Problem to work on ->
Pick out each line in these entries that contains the string "good".
··· The input ···
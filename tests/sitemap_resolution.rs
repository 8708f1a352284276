//! Integration tests for recursive sitemap resolution against a mock
//! HTTP server.

use httpmock::prelude::*;
use regex::Regex;

use crawlsmith::crawler::SitemapResolver;

fn urlset(urls: &[String]) -> String {
    let entries: String = urls
        .iter()
        .map(|url| format!("  <url><loc>{url}</loc></url>\n"))
        .collect();
    format!(
        "<?xml version=\"1.0\" encoding=\"UTF-8\"?>\n\
         <urlset xmlns=\"http://www.sitemaps.org/schemas/sitemap/0.9\">\n{entries}</urlset>"
    )
}

fn sitemapindex(urls: &[String]) -> String {
    let entries: String = urls
        .iter()
        .map(|url| format!("  <sitemap><loc>{url}</loc></sitemap>\n"))
        .collect();
    format!(
        "<?xml version=\"1.0\" encoding=\"UTF-8\"?>\n\
         <sitemapindex xmlns=\"http://www.sitemaps.org/schemas/sitemap/0.9\">\n{entries}</sitemapindex>"
    )
}

fn resolver() -> SitemapResolver {
    SitemapResolver::new("crawlsmith-tests/0.1").expect("client builds")
}

#[tokio::test]
async fn resolves_nested_sitemaps_recursively() {
    let server = MockServer::start_async().await;

    let index = server
        .mock_async(|when, then| {
            when.method(GET).path("/sitemap.xml");
            then.status(200)
                .body(sitemapindex(&[format!("{}/nested.xml", server.base_url())]));
        })
        .await;
    let nested = server
        .mock_async(|when, then| {
            when.method(GET).path("/nested.xml");
            then.status(200).body(urlset(&[
                format!("{}/a", server.base_url()),
                format!("{}/b", server.base_url()),
            ]));
        })
        .await;

    let pages = resolver()
        .resolve(&format!("{}/sitemap.xml", server.base_url()), &[], &[])
        .await;

    index.assert_async().await;
    nested.assert_async().await;
    assert_eq!(pages.len(), 2);
    assert!(pages.contains(&format!("{}/a", server.base_url())));
}

#[tokio::test]
async fn cyclic_sitemap_indexes_terminate_with_single_fetches() {
    let server = MockServer::start_async().await;

    // A references B and itself; B references A. Each must be fetched once.
    let sitemap_a = server
        .mock_async(|when, then| {
            when.method(GET).path("/a.xml");
            then.status(200).body(sitemapindex(&[
                format!("{}/b.xml", server.base_url()),
                format!("{}/a.xml", server.base_url()),
            ]));
        })
        .await;
    let sitemap_b = server
        .mock_async(|when, then| {
            when.method(GET).path("/b.xml");
            then.status(200).body(format!(
                "{}\n",
                urlset(&[format!("{}/page", server.base_url())])
            ));
        })
        .await;

    let pages = resolver()
        .resolve(&format!("{}/a.xml", server.base_url()), &[], &[])
        .await;

    assert_eq!(sitemap_a.hits_async().await, 1);
    assert_eq!(sitemap_b.hits_async().await, 1);
    assert_eq!(pages.len(), 1);
}

#[tokio::test]
async fn exclude_takes_precedence_over_include() {
    let server = MockServer::start_async().await;
    server
        .mock_async(|when, then| {
            when.method(GET).path("/sitemap.xml");
            then.status(200).body(urlset(&[
                "https://x.com/a".to_string(),
                "https://x.com/b".to_string(),
                "https://x.com/c".to_string(),
            ]));
        })
        .await;

    let exclude = vec![Regex::new("/b").unwrap()];
    let include = vec![Regex::new("/a").unwrap(), Regex::new("/b").unwrap()];
    let pages = resolver()
        .resolve(
            &format!("{}/sitemap.xml", server.base_url()),
            &exclude,
            &include,
        )
        .await;

    assert_eq!(pages.len(), 1);
    assert!(pages.contains("https://x.com/a"));
}

#[tokio::test]
async fn malformed_sitemap_recovers_bare_locs() {
    let server = MockServer::start_async().await;
    server
        .mock_async(|when, then| {
            when.method(GET).path("/sitemap.xml");
            // Unclosed <url> element: the strict parser rejects this.
            then.status(200)
                .body("<urlset><url><loc>https://x.com/kept</loc></urlset>");
        })
        .await;

    let pages = resolver()
        .resolve(&format!("{}/sitemap.xml", server.base_url()), &[], &[])
        .await;

    assert_eq!(pages.len(), 1);
    assert!(pages.contains("https://x.com/kept"));
}

#[tokio::test]
async fn failing_sitemap_is_retried_then_skipped() {
    let server = MockServer::start_async().await;
    let failing = server
        .mock_async(|when, then| {
            when.method(GET).path("/broken.xml");
            then.status(500);
        })
        .await;
    server
        .mock_async(|when, then| {
            when.method(GET).path("/sitemap.xml");
            then.status(200).body(sitemapindex(&[
                format!("{}/broken.xml", server.base_url()),
                format!("{}/good.xml", server.base_url()),
            ]));
        })
        .await;
    server
        .mock_async(|when, then| {
            when.method(GET).path("/good.xml");
            then.status(200)
                .body(urlset(&["https://x.com/page".to_string()]));
        })
        .await;

    let pages = resolver()
        .resolve(&format!("{}/sitemap.xml", server.base_url()), &[], &[])
        .await;

    // Three attempts on the failing sitemap, and the good one still lands.
    assert_eq!(failing.hits_async().await, 3);
    assert_eq!(pages.len(), 1);
}
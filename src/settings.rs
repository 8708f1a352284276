//! Runtime settings resolved from the environment.
//!
//! Everything here is operator-facing process configuration: API keys,
//! model names, index placement, crawl pacing. Website definitions live in
//! the separate configuration file handled by [`crate::config`].

use std::env;

/// Default answer returned when no compliant answer can be produced.
pub const DEFAULT_ANSWER: &str = "I'm sorry, I couldn't find a good answer to your question.";

/// Uniform user-facing message for internal failures at the query boundary.
pub const APOLOGY_ANSWER: &str =
    "I'm sorry, I encountered an error while processing your question. Please try again later.";

/// Process-wide runtime settings, loaded once at startup.
///
/// Values come from the environment (a `.env` file is honored via dotenvy).
/// Only the credentials needed by the selected backends are validated here;
/// missing keys surface when the corresponding client is constructed.
#[derive(Clone, Debug)]
pub struct Settings {
    /// OpenAI API key for the embedding and completion models.
    pub openai_api_key: Option<String>,
    /// Pinecone API key.
    pub pinecone_api_key: Option<String>,
    /// Pinecone serverless cloud provider (e.g. "aws").
    pub pinecone_cloud: String,
    /// Pinecone serverless region (e.g. "us-east-1").
    pub pinecone_region: String,
    /// Name of the Pinecone index holding all website namespaces.
    pub pinecone_index: String,
    /// Approximate crawl requests-per-second ceiling.
    pub crawl_rate_limit: u32,
    /// User agent sent on every crawl request.
    pub user_agent: String,
    /// Embedding model name.
    pub embedding_model: String,
    /// Completion model name.
    pub llm_model: String,
    /// Answer used when no compliant answer exists.
    pub default_answer: String,
    /// Optional path to a brand guidelines file.
    pub brand_guidelines_file: Option<String>,
    /// Number of matches requested per retrieval.
    pub num_rag_sources: usize,
}

impl Settings {
    /// Load settings from the environment, applying defaults.
    pub fn from_env() -> Self {
        dotenvy::dotenv().ok();

        Self {
            openai_api_key: env::var("OPENAI_API_KEY").ok(),
            pinecone_api_key: env::var("PINECONE_API_KEY").ok(),
            pinecone_cloud: env::var("PINECONE_CLOUD").unwrap_or_else(|_| "aws".to_string()),
            pinecone_region: env::var("PINECONE_REGION")
                .unwrap_or_else(|_| "us-east-1".to_string()),
            pinecone_index: env::var("PINECONE_INDEX_NAME")
                .unwrap_or_else(|_| "crawlsmith".to_string()),
            crawl_rate_limit: env::var("CRAWL_RATE_LIMIT")
                .ok()
                .and_then(|value| value.parse().ok())
                .unwrap_or(5),
            user_agent: env::var("USER_AGENT")
                .unwrap_or_else(|_| "crawlsmith/0.1 (+https://github.com/crawlsmith)".to_string()),
            embedding_model: env::var("DEFAULT_EMBEDDING_MODEL")
                .unwrap_or_else(|_| "text-embedding-3-small".to_string()),
            llm_model: env::var("DEFAULT_LLM_MODEL").unwrap_or_else(|_| "gpt-4o".to_string()),
            default_answer: env::var("DEFAULT_ANSWER")
                .unwrap_or_else(|_| DEFAULT_ANSWER.to_string()),
            brand_guidelines_file: env::var("BRAND_GUIDELINES_FILE").ok(),
            num_rag_sources: env::var("NUM_RAG_SOURCES")
                .ok()
                .and_then(|value| value.parse().ok())
                .unwrap_or(5),
        }
    }
}

impl Default for Settings {
    fn default() -> Self {
        Self {
            openai_api_key: None,
            pinecone_api_key: None,
            pinecone_cloud: "aws".to_string(),
            pinecone_region: "us-east-1".to_string(),
            pinecone_index: "crawlsmith".to_string(),
            crawl_rate_limit: 5,
            user_agent: "crawlsmith/0.1".to_string(),
            embedding_model: "text-embedding-3-small".to_string(),
            llm_model: "gpt-4o".to_string(),
            default_answer: DEFAULT_ANSWER.to_string(),
            brand_guidelines_file: None,
            num_rag_sources: 5,
        }
    }
}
···
Task result ->
                format!("{}/good.xml", server.base_url()),
            when.method(GET).path("/good.xml");
    // Three attempts on the failing sitemap, and the good one still lands.
pub const DEFAULT_ANSWER: &str = "I'm sorry, I couldn't find a good answer to your question.";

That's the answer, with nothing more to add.